> _How to complete this task_
The data below has to be returned exactly, down to the last character.

====

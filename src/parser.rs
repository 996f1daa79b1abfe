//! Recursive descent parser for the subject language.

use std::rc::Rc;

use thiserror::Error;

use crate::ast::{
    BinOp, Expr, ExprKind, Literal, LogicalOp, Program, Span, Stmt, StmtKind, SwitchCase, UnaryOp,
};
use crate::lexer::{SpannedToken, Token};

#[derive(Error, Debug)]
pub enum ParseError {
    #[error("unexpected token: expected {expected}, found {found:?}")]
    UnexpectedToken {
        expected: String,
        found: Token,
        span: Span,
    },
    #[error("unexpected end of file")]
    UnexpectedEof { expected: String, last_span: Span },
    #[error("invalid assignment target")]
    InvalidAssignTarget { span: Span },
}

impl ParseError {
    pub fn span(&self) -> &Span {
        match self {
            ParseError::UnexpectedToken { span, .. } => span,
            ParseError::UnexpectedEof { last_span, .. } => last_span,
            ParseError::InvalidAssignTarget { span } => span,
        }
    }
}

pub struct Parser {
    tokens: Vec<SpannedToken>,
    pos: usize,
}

====

> _Your solution_
filename src/parser.rs
repository 996f1daa79b1abfe
//! Recursive descent parser for the subject language.

use std::rc::Rc;

use thiserror::Error;

use crate::ast::{
    BinOp, Expr, ExprKind, Literal, LogicalOp, Program, Span, Stmt, StmtKind, SwitchCase, UnaryOp,
};
use crate::lexer::{SpannedToken, Token};

#[derive(Error, Debug)]
pub enum ParseError {
    #[error("unexpected token: expected {expected}, found {found:?}")]
    UnexpectedToken {
        expected: String,
        found: Token,
        span: Span,
    },
    #[error("unexpected end of file")]
    UnexpectedEof { expected: String, last_span: Span },
    #[error("invalid assignment target")]
    InvalidAssignTarget { span: Span },
}

impl ParseError {
    pub fn span(&self) -> &Span {
        match self {
            ParseError::UnexpectedToken { span, .. } => span,
            ParseError::UnexpectedEof { last_span, .. } => last_span,
            ParseError::InvalidAssignTarget { span } => span,
        }
    }
}

pub struct Parser {
    tokens: Vec<SpannedToken>,
    pos: usize,
}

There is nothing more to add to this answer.